Tentpole technique for bone regeneration in vertically deficient alveolar ridges: A review

Dipti Daga a,, Divya Mehrotra b, Shadab Mohammad c, Geeta Singh d, SM Natu e
PMCID: PMC4523592  PMID: 26258021

Abstract

Background and objectives

Vertical augmentation is necessary in cases of extensive resorption of alveolar ridge for dental implants placement and esthetic prosthetic rehabilitation. Several surgical techniques have been used to increase bone height including distraction osteogenesis, and particulate or block bone graft.

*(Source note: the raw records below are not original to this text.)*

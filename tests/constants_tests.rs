// Host-side tests for constants and their relationships.
// The main crate is wasm-only, so we include the pure-Rust modules directly.

#![allow(dead_code)]
mod constants {
    include!("../src/constants.rs");
}

use constants::*;
use illustrations_core::{
    SceneConfig, GOVERNOR_WINDOW, LOW_POWER_THRESHOLD_MS, MAX_DEVICE_PIXEL_RATIO, MAX_FRAME_DELTA_MS,
    POINTER_SMOOTHING, SCROLL_SETTLE_MS, VISIBILITY_THRESHOLD,
};

#[test]
#[allow(clippy::assertions_on_constants)]
fn frame_loop_constants_are_within_reasonable_bounds() {
    // A capped frame must still be slower than the low-power threshold
    assert!(MAX_FRAME_DELTA_MS > LOW_POWER_THRESHOLD_MS);
    assert!(LOW_POWER_THRESHOLD_MS > 1000.0 / 60.0);

    assert!(POINTER_SMOOTHING > 0.0 && POINTER_SMOOTHING <= 1.0);
    assert!(VISIBILITY_THRESHOLD > 0.0 && VISIBILITY_THRESHOLD < 1.0);
    assert!(MAX_DEVICE_PIXEL_RATIO >= 1.0);
    assert!(GOVERNOR_WINDOW > 1);
    assert!(SCROLL_SETTLE_MS > 0.0);
}

#[test]
#[allow(clippy::assertions_on_constants)]
fn card_timings_are_ordered() {
    use illustrations_core::scenes::{pulses, speed};

    assert!(speed::FLIP_SWAP_MS < speed::FLIP_SETTLE_MS);
    let shortest_phase = speed::PHASES.iter().map(|(_, d)| *d).fold(f64::INFINITY, f64::min);
    assert!(speed::FLIP_SETTLE_MS < shortest_phase, "a flip settles before the next phase");
    assert!(pulses::PULSE_LIFETIME > 1.0);
}

#[test]
fn selectors_are_well_formed() {
    for selector in [
        CONTAINER_SELECTOR,
        SPEED_CARD_SELECTOR,
        CARD_TITLE_SELECTOR,
        CARD_BODY_SELECTOR,
        CARD_META_SELECTOR,
        CARD_STACK_SELECTOR,
    ] {
        assert!(selector.starts_with('.'), "{selector}");
        assert_eq!(selector.trim(), selector);
    }
    assert!(SCENE_ATTRIBUTE.starts_with(CONFIG_ATTRIBUTE_PREFIX));
    assert!(CARD_ID_ATTRIBUTE.starts_with(CONFIG_ATTRIBUTE_PREFIX));
    assert!(!FLIPPING_CLASS.contains(' '));
    assert!(MAX_STACKED_CARDS as usize >= illustrations_core::scenes::pulses::MAX_PULSES);
}

#[test]
fn config_keys_round_trip_through_the_attribute_prefix() {
    let mut config = SceneConfig::default();
    for key in ["center-x", "center-y", "fill", "fps", "particles"] {
        let attribute = format!("{CONFIG_ATTRIBUTE_PREFIX}{key}");
        assert!(config.apply(&attribute, "1").is_ok(), "{attribute}");
    }
    assert_eq!(config.particle_count, Some(1));
}
//! Visibility pulses: expanding rings at random spots, each spawning a few
//! short-lived status cards in the overlay stack.

use super::{Frame, Render};
use crate::config::SceneConfig;
use crate::easing::{lerp, wrapped};
use crate::error::RenderError;
use crate::overlay::{CardContent, OverlayCommand};
use crate::random::SceneRng;
use crate::surface::{Backdrop, Paint, Stroke, Tone};
use crate::tasks::TaskLane;
use glam::Vec2;
use std::collections::VecDeque;
use std::f32::consts::TAU;

const SEED: u64 = 52;
const FIELD_DOTS: usize = 64;
const LANES: usize = 6;
const LANE_DOTS: usize = 5;
const RINGS_PER_PULSE: usize = 3;

pub const MAX_PULSES: usize = 7;
pub const PULSE_DURATION_MS: f64 = 1500.0;
/// Pulses are dropped once their progress passes this multiple of the duration.
pub const PULSE_LIFETIME: f64 = 1.35;
const FIRST_PULSE_DELAY_MS: f64 = 300.0;
const CALM_INTERVAL_MS: f64 = 1800.0;

pub const CARDS: [CardContent; 6] = [
    CardContent::new("Live Update", "Status synced", "Just now"),
    CardContent::new("Drop Confirmed", "Location locked", "Realtime ping"),
    CardContent::new("Visibility", "Signal refreshed", "T+00:08"),
    CardContent::new("Tracking", "Route aligned", "Instant sync"),
    CardContent::new("Update", "New scan", "T+00:12"),
    CardContent::new("Status Pulse", "Package active", "Now"),
];

#[derive(Clone, Copy, Debug, PartialEq)]
pub struct Pulse {
    /// Fractions of the surface size.
    pub origin: Vec2,
    /// Scene time at spawn.
    pub start: f64,
    pub seed: f32,
}

impl Pulse {
    pub fn progress(&self, time: f64) -> f64 {
        (time - self.start) / PULSE_DURATION_MS
    }
}

/// Bounded FIFO of live pulses; the oldest is evicted past capacity.
#[derive(Clone, Debug)]
pub struct PulseSet {
    pulses: VecDeque<Pulse>,
    capacity: usize,
}

impl Default for PulseSet {
    fn default() -> Self {
        Self::with_capacity(MAX_PULSES)
    }
}

impl PulseSet {
    pub fn with_capacity(capacity: usize) -> Self {
        Self {
            pulses: VecDeque::with_capacity(capacity),
            capacity: capacity.max(1),
        }
    }

    pub fn push(&mut self, pulse: Pulse) {
        self.pulses.push_back(pulse);
        while self.pulses.len() > self.capacity {
            self.pulses.pop_front();
        }
    }

    /// Drop pulses whose rings have fully faded at `time`.
    pub fn prune(&mut self, time: f64) {
        self.pulses.retain(|p| p.progress(time) <= PULSE_LIFETIME);
    }

    pub fn len(&self) -> usize {
        self.pulses.len()
    }

    pub fn is_empty(&self) -> bool {
        self.pulses.is_empty()
    }

    pub fn iter(&self) -> impl Iterator<Item = &Pulse> {
        self.pulses.iter()
    }
}

#[derive(Clone, Copy, Debug)]
struct FieldDot {
    pos: Vec2,
    radius: f32,
    alpha: f32,
    drift: f32,
}

pub struct PulseScene {
    rng: SceneRng,
    field: Vec<FieldDot>,
    pulses: PulseSet,
    next_pulse: Option<f64>,
    card_index: usize,
    next_card_id: u32,
}

impl PulseScene {
    pub fn new(config: &SceneConfig) -> Self {
        let mut rng = SceneRng::new(SEED);
        let field = (0..config.particles_or(FIELD_DOTS))
            .map(|_| FieldDot {
                pos: Vec2::new(rng.next_f32(), rng.next_f32()),
                radius: rng.range(0.7, 2.2),
                alpha: rng.range(0.08, 0.3),
                drift: rng.angle(),
            })
            .collect();
        Self {
            rng,
            field,
            pulses: PulseSet::default(),
            next_pulse: None,
            card_index: 0,
            next_card_id: 0,
        }
    }

    pub fn pulses(&self) -> &PulseSet {
        &self.pulses
    }

    fn spawn(&mut self, frame: &mut Frame<'_>, time: f64) {
        let origin = Vec2::new(self.rng.range(0.16, 0.84), self.rng.range(0.22, 0.78));
        let seed = self.rng.angle();
        self.pulses.push(Pulse { origin, start: time, seed });

        let input = frame.input;
        let count = if input.economize() { 1 } else { 2 + self.rng.index(3) };
        for i in 0..count {
            let content = CARDS[self.card_index % CARDS.len()];
            self.card_index += 1;
            let id = self.next_card_id;
            self.next_card_id = self.next_card_id.wrapping_add(1);

            let jitter = Vec2::new(self.rng.signed() * 60.0, self.rng.signed() * 40.0);
            let base = origin * input.size() + jitter;
            let position = Vec2::new(
                soft_clamp(base.x, 90.0, input.width - 90.0),
                soft_clamp(base.y, 50.0, input.height - 50.0),
            );
            let drift = Vec2::new(self.rng.signed() * 13.0, -18.0 - self.rng.next_f32() * 20.0);
            let delay_ms = if input.reduced_motion { 0.0 } else { i as f64 * 90.0 };
            let lifespan = if input.reduced_motion { 2200.0 } else { 1600.0 + delay_ms };

            frame.overlay.now(OverlayCommand::SpawnCard {
                id,
                content,
                position,
                drift,
                delay_ms,
            });
            frame
                .overlay
                .after(TaskLane::CardSpawn, lifespan, OverlayCommand::RemoveCard { id });
        }
    }
}

/// Clamp that tolerates an inverted range on surfaces narrower than the margins.
fn soft_clamp(v: f32, min: f32, max: f32) -> f32 {
    if min > max {
        (min + max) * 0.5
    } else {
        v.clamp(min, max)
    }
}

impl Render for PulseScene {
    fn render(&mut self, frame: &mut Frame<'_>) -> Result<(), RenderError> {
        let input = frame.input;
        let (w, h) = (input.width, input.height);
        let time = input.elapsed;
        frame.begin(Backdrop::at(0.45, 0.75))?;

        let lane = Stroke::new(Paint::primary(0.16), 1.0).dashed(2.0, 6.0, -wrapped(time, 0.04, 8.0));
        for i in 0..LANES {
            let y = lerp(h * 0.2, h * 0.82, i as f32 / (LANES - 1) as f32);
            frame
                .surface
                .line(Vec2::new(w * 0.12, y), Vec2::new(w * 0.88, y), &lane)?;
            for j in (0..LANE_DOTS).filter(|j| (i + j) % 2 == 0) {
                let x = lerp(w * 0.14, w * 0.86, j as f32 / (LANE_DOTS - 1) as f32);
                frame.surface.dot(Vec2::new(x, y), 1.6, Paint::primary(0.22))?;
            }
        }

        for dot in &self.field {
            let wobble = (time * 0.0005 + dot.drift as f64).sin() as f32 * 4.0;
            let at = Vec2::new(dot.pos.x * w + wobble, dot.pos.y * h);
            frame.surface.dot(at, dot.radius, Paint::primary(dot.alpha))?;
        }

        if !input.paused {
            let due = *self.next_pulse.get_or_insert(time + FIRST_PULSE_DELAY_MS);
            if time >= due {
                self.spawn(frame, time);
                let interval = if input.economize() {
                    CALM_INTERVAL_MS
                } else {
                    700.0 + self.rng.next_f32() as f64 * 500.0
                };
                self.next_pulse = Some(time + interval);
            }
        }

        self.pulses.prune(time);
        let max_radius = input.min_dim() * 0.42;
        for pulse in self.pulses.iter() {
            let progress = pulse.progress(time) as f32;
            let center = pulse.origin * input.size();
            for r in 0..RINGS_PER_PULSE {
                let ring_t = progress - r as f32 * 0.18;
                if !(0.0..=1.0).contains(&ring_t) {
                    continue;
                }
                let radius = ring_t * max_radius + r as f32 * 8.0;
                let alpha = ((1.0 - ring_t) * (0.32 - r as f32 * 0.05)).clamp(0.0, 0.35);
                frame
                    .surface
                    .circle(center, radius, &Stroke::new(Paint::secondary(alpha), 1.2))?;
                let tick = pulse.seed + ring_t * TAU * 0.35;
                frame
                    .surface
                    .dot(center + Vec2::from_angle(tick) * radius, 2.1, Paint::secondary(0.75))?;
            }
            if progress < 0.28 {
                let strength = 1.0 - progress / 0.28;
                frame
                    .surface
                    .glow(center, 32.0 + strength * 12.0, Tone::Secondary, 0.25 + strength * 0.25)?;
                frame.surface.dot(center, 3.4, Paint::secondary(1.0))?;
            }
        }
        Ok(())
    }
}
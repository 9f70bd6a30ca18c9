//! Registration of illustration containers with the scheduler.

use crate::config::SceneConfig;
use crate::error::SetupError;
use crate::scenes::{Layout, SceneKind, SceneVariant};
use crate::scheduler::{SceneId, Scheduler};
use crate::surface::Surface;

pub type SceneScheduler<D> = Scheduler<SceneVariant, D>;

/// What the host knows about a container at registration time.
#[derive(Clone, Debug)]
pub struct SceneDecl<'a> {
    pub name: &'a str,
    pub config: SceneConfig,
    /// Current layout box of the container.
    pub layout: Layout,
}

/// Resolve the declared scene, build it and perform initial sizing.
pub fn try_register<D: Surface>(
    scheduler: &mut SceneScheduler<D>,
    decl: &SceneDecl<'_>,
    surface: Option<D>,
) -> Result<SceneId, SetupError> {
    let kind: SceneKind = decl.name.parse()?;
    let surface = surface.ok_or_else(|| SetupError::MissingSurface(decl.name.to_string()))?;
    let scene = kind.build(&decl.config)?;
    let id = scheduler.insert(kind.name(), scene, surface, &decl.config);
    if let Err(e) = scheduler.resize(id, decl.layout) {
        // Retried on the next resize notification.
        log::warn!("[lifecycle] initial sizing of {} {} failed: {}", kind.name(), id, e);
    }
    log::info!(
        "[lifecycle] registered {} as {} ({}x{})",
        kind.name(),
        id,
        decl.layout.width,
        decl.layout.height
    );
    Ok(id)
}

/// Like [`try_register`], but a container that cannot host a scene is
/// skipped with a log line; the rest of the page is unaffected.
pub fn register<D: Surface>(
    scheduler: &mut SceneScheduler<D>,
    decl: &SceneDecl<'_>,
    surface: Option<D>,
) -> Option<SceneId> {
    match try_register(scheduler, decl, surface) {
        Ok(id) => Some(id),
        Err(e) => {
            log::warn!("[lifecycle] skipping illustration: {}", e);
            None
        }
    }
}
use crate::dom;
use crate::frame::{Mount, SharedScheduler};
use illustrations_core::{SceneId, VISIBILITY_THRESHOLD};
use std::rc::Rc;
use wasm_bindgen::closure::Closure;
use wasm_bindgen::{JsCast, JsValue};
use web_sys as web;

fn scene_for(mounts: &[Mount], target: &web::Element) -> Option<SceneId> {
    mounts.iter().find(|m| &m.container == target).map(|m| m.id)
}

fn resize_scene(scheduler: &SharedScheduler, id: SceneId, container: &web::Element, width: f64, height: f64) {
    let layout = dom::layout_for(container, width, height);
    if let Err(e) = scheduler.borrow_mut().resize(id, layout) {
        log::warn!("[observers] resize of {} failed: {}", id, e);
    }
}

/// Per-container resize and visibility tracking. Browsers without
/// `ResizeObserver` fall back to the window `resize` event; without
/// `IntersectionObserver` every scene stays active.
pub fn wire_observers(mounts: Rc<Vec<Mount>>, scheduler: SharedScheduler) {
    if !wire_resize_observer(&mounts, &scheduler) {
        log::info!("[observers] ResizeObserver unavailable; using window resize");
        wire_window_resize(mounts.clone(), scheduler.clone());
    }
    if !wire_intersection_observer(&mounts, &scheduler) {
        log::info!("[observers] IntersectionObserver unavailable; scenes stay active");
    }
}

fn wire_resize_observer(mounts: &Rc<Vec<Mount>>, scheduler: &SharedScheduler) -> bool {
    let cb_mounts = mounts.clone();
    let cb_scheduler = scheduler.clone();
    let closure = Closure::wrap(Box::new(move |entries: js_sys::Array, _observer: JsValue| {
        for entry in entries.iter() {
            let Ok(entry) = entry.dyn_into::<web::ResizeObserverEntry>() else {
                continue;
            };
            let target = entry.target();
            if let Some(id) = scene_for(&cb_mounts, &target) {
                let rect = entry.content_rect();
                resize_scene(&cb_scheduler, id, &target, rect.width(), rect.height());
            }
        }
    }) as Box<dyn FnMut(js_sys::Array, JsValue)>);

    let Ok(observer) = web::ResizeObserver::new(closure.as_ref().unchecked_ref()) else {
        return false;
    };
    for m in mounts.iter() {
        observer.observe(&m.container);
    }
    closure.forget();
    true
}

fn wire_window_resize(mounts: Rc<Vec<Mount>>, scheduler: SharedScheduler) {
    let closure = Closure::wrap(Box::new(move || {
        for m in mounts.iter() {
            let (w, h) = (m.container.client_width(), m.container.client_height());
            resize_scene(&scheduler, m.id, &m.container, w as f64, h as f64);
        }
    }) as Box<dyn FnMut()>);
    if let Some(window) = web::window() {
        _ = window.add_event_listener_with_callback("resize", closure.as_ref().unchecked_ref());
    }
    closure.forget();
}

fn wire_intersection_observer(mounts: &Rc<Vec<Mount>>, scheduler: &SharedScheduler) -> bool {
    let cb_mounts = mounts.clone();
    let cb_scheduler = scheduler.clone();
    let closure = Closure::wrap(Box::new(move |entries: js_sys::Array, _observer: JsValue| {
        for entry in entries.iter() {
            let Ok(entry) = entry.dyn_into::<web::IntersectionObserverEntry>() else {
                continue;
            };
            if let Some(id) = scene_for(&cb_mounts, &entry.target()) {
                cb_scheduler.borrow_mut().set_visible(id, entry.is_intersecting());
            }
        }
    }) as Box<dyn FnMut(js_sys::Array, JsValue)>);

    let init = web::IntersectionObserverInit::new();
    init.set_threshold(&JsValue::from_f64(VISIBILITY_THRESHOLD));
    let Ok(observer) =
        web::IntersectionObserver::new_with_options(closure.as_ref().unchecked_ref(), &init)
    else {
        return false;
    };
    for m in mounts.iter() {
        observer.observe(&m.container);
    }
    closure.forget();
    true
}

This study was done to describe the evolution of “tentpole technique” and to review the literature related to this technique and thus evaluate its effectiveness to augment large vertical alveolar ridge defects for implant placement.

Material and methods

The evidence was obtained by PubMed and Google search using key words: tentpole technique, ridge resorption, and alveolar ridge augmentation. The years of search included from 2002 till 2013.

Results

The technique was described as effective on review of outcome of existing studies. It was found that considerable and stable increase in alveolar ridge height was achieved using tentpole technique.

Conclusions

Tenting of periosteum and soft tissue matrix maintains space and enhances the effectiveness of bone graft. This technique offers predictable functional and esthetic reconstruction of large vertical alveolar defects.

Keywords: Tentpole technique, Ridge resorption, Alveolar ridge augmentation

1. Introduction

Extraction of teeth can result in loss of alveolar ridge width and height within first one to three years. This bone loss is exacerbated if the tooth is removed traumatically or if there are pre existing endodontic or periodontal pathologies. These often require bone augmentation to create ideal gingival contour and aesthetics.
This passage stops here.